SUPPLIED ENTRIES ▸

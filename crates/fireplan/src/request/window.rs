use std::fmt;

use chrono::{Days, NaiveDate};
use serde::{Deserialize, Serialize};

use crate::error::InputError;

pub const DATE_FORMAT: &str = "%Y-%m-%d";

/// Parses a `YYYY-MM-DD` date, naming the offending field on failure.
pub fn parse_date(field: &str, value: &str) -> Result<NaiveDate, InputError> {
    NaiveDate::parse_from_str(value.trim(), DATE_FORMAT).map_err(|_| InputError::InvalidDate {
        field: field.to_string(),
        value: value.to_string(),
    })
}

/// Closed date interval; both `start` and `end` are included.
#[derive(Debug, Clone, Copy, PartialEq, Eq, Serialize, Deserialize)]
pub struct TimeWindow {
    pub start: NaiveDate,
    pub end: NaiveDate,
}

impl TimeWindow {
    pub fn new(start: NaiveDate, end: NaiveDate) -> Self {
        Self { start, end }
    }

    pub fn validate(&self, field: &str) -> Result<(), InputError> {
        if self.start > self.end {
            return Err(InputError::EmptyWindow {
                field: field.to_string(),
                start: self.start,
                end: self.end,
            });
        }
        Ok(())
    }

    /// Number of calendar days covered.
    pub fn days(&self) -> i64 {
        (self.end - self.start).num_days() + 1
    }

    /// First day after the window, for backends that filter on half-open ranges.
    pub fn end_exclusive(&self) -> NaiveDate {
        self.end.succ_opt().unwrap_or(self.end)
    }
}

impl fmt::Display for TimeWindow {
    fn fmt(&self, f: &mut fmt::Formatter<'_>) -> fmt::Result {
        write!(
            f,
            "{}..{}",
            self.start.format(DATE_FORMAT),
            self.end.format(DATE_FORMAT)
        )
    }
}

/// Pre-fire and post-fire composite windows of one request.
#[derive(Debug, Clone, Copy, PartialEq, Eq, Serialize, Deserialize)]
pub struct FireWindows {
    pub pre_fire: TimeWindow,
    pub post_fire: TimeWindow,
}

impl FireWindows {
    pub const DEFAULT_DAYS_BEFORE_AFTER: u32 = 30;

    /// Derives both windows from the fire's start and end dates.
    ///
    /// The pre-fire window covers `days` days up to and including the fire
    /// start; the post-fire window starts on the fire end date and covers the
    /// following `days` days.
    pub fn from_fire_dates(
        fire_start: NaiveDate,
        fire_end: NaiveDate,
        days: u32,
    ) -> Result<Self, InputError> {
        if days == 0 {
            return Err(InputError::InvalidBuffer(days));
        }
        if fire_start > fire_end {
            return Err(InputError::FireDatesReversed {
                start: fire_start,
                end: fire_end,
            });
        }

        let offset = Days::new(u64::from(days));
        let pre_start =
            fire_start
                .checked_sub_days(offset)
                .ok_or_else(|| InputError::DateOutOfRange {
                    field: "pre_fire.start".to_string(),
                })?;
        let post_end = fire_end
            .checked_add_days(offset)
            .ok_or_else(|| InputError::DateOutOfRange {
                field: "post_fire.end".to_string(),
            })?;

        Self::explicit(
            TimeWindow::new(pre_start, fire_start),
            TimeWindow::new(fire_end, post_end),
        )
    }

    /// Uses caller-supplied windows as-is after validating them.
    pub fn explicit(pre_fire: TimeWindow, post_fire: TimeWindow) -> Result<Self, InputError> {
        let windows = Self {
            pre_fire,
            post_fire,
        };
        windows.validate()?;
        Ok(windows)
    }

    pub fn validate(&self) -> Result<(), InputError> {
        self.pre_fire.validate("pre_fire")?;
        self.post_fire.validate("post_fire")?;
        if self.post_fire.start <= self.pre_fire.end {
            return Err(InputError::WindowOrder {
                pre_end: self.pre_fire.end,
                post_start: self.post_fire.start,
            });
        }
        Ok(())
    }
}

WHAT THIS TASK INVOLVES ▸ Faithfully write out the entire listing, line by line.

SOLUTION ▸
filename crates/fireplan/src/request/window.rs
use std::fmt;

use chrono::{Days, NaiveDate};
use serde::{Deserialize, Serialize};

use crate::error::InputError;

pub const DATE_FORMAT: &str = "%Y-%m-%d";

/// Parses a `YYYY-MM-DD` date, naming the offending field on failure.
pub fn parse_date(field: &str, value: &str) -> Result<NaiveDate, InputError> {
    NaiveDate::parse_from_str(value.trim(), DATE_FORMAT).map_err(|_| InputError::InvalidDate {
        field: field.to_string(),
        value: value.to_string(),
    })
}

/// Closed date interval; both `start` and `end` are included.
#[derive(Debug, Clone, Copy, PartialEq, Eq, Serialize, Deserialize)]
pub struct TimeWindow {
    pub start: NaiveDate,
    pub end: NaiveDate,
}

impl TimeWindow {
    pub fn new(start: NaiveDate, end: NaiveDate) -> Self {
        Self { start, end }
    }

    pub fn validate(&self, field: &str) -> Result<(), InputError> {
        if self.start > self.end {
            return Err(InputError::EmptyWindow {
                field: field.to_string(),
                start: self.start,
                end: self.end,
            });
        }
        Ok(())
    }

    /// Number of calendar days covered.
    pub fn days(&self) -> i64 {
        (self.end - self.start).num_days() + 1
    }

    /// First day after the window, for backends that filter on half-open ranges.
    pub fn end_exclusive(&self) -> NaiveDate {
        self.end.succ_opt().unwrap_or(self.end)
    }
}

impl fmt::Display for TimeWindow {
    fn fmt(&self, f: &mut fmt::Formatter<'_>) -> fmt::Result {
        write!(
            f,
            "{}..{}",
            self.start.format(DATE_FORMAT),
            self.end.format(DATE_FORMAT)
        )
    }
}

/// Pre-fire and post-fire composite windows of one request.
#[derive(Debug, Clone, Copy, PartialEq, Eq, Serialize, Deserialize)]
pub struct FireWindows {
    pub pre_fire: TimeWindow,
    pub post_fire: TimeWindow,
}

impl FireWindows {
    pub const DEFAULT_DAYS_BEFORE_AFTER: u32 = 30;

    /// Derives both windows from the fire's start and end dates.
    ///
    /// The pre-fire window covers `days` days up to and including the fire
    /// start; the post-fire window starts on the fire end date and covers the
    /// following `days` days.
    pub fn from_fire_dates(
        fire_start: NaiveDate,
        fire_end: NaiveDate,
        days: u32,
    ) -> Result<Self, InputError> {
        if days == 0 {
            return Err(InputError::InvalidBuffer(days));
        }
        if fire_start > fire_end {
            return Err(InputError::FireDatesReversed {
                start: fire_start,
                end: fire_end,
            });
        }

        let offset = Days::new(u64::from(days));
        let pre_start =
            fire_start
                .checked_sub_days(offset)
                .ok_or_else(|| InputError::DateOutOfRange {
                    field: "pre_fire.start".to_string(),
                })?;
        let post_end = fire_end
            .checked_add_days(offset)
            .ok_or_else(|| InputError::DateOutOfRange {
                field: "post_fire.end".to_string(),
            })?;

        Self::explicit(
            TimeWindow::new(pre_start, fire_start),
            TimeWindow::new(fire_end, post_end),
        )
    }

    /// Uses caller-supplied windows as-is after validating them.
    pub fn explicit(pre_fire: TimeWindow, post_fire: TimeWindow) -> Result<Self, InputError> {
        let windows = Self {
            pre_fire,
            post_fire,
        };
        windows.validate()?;
        Ok(windows)
    }

    pub fn validate(&self) -> Result<(), InputError> {
        self.pre_fire.validate("pre_fire")?;
        self.post_fire.validate("post_fire")?;
        if self.post_fire.start <= self.pre_fire.end {
            return Err(InputError::WindowOrder {
                pre_end: self.pre_fire.end,
                post_start: self.post_fire.start,
            });
        }
        Ok(())
    }
}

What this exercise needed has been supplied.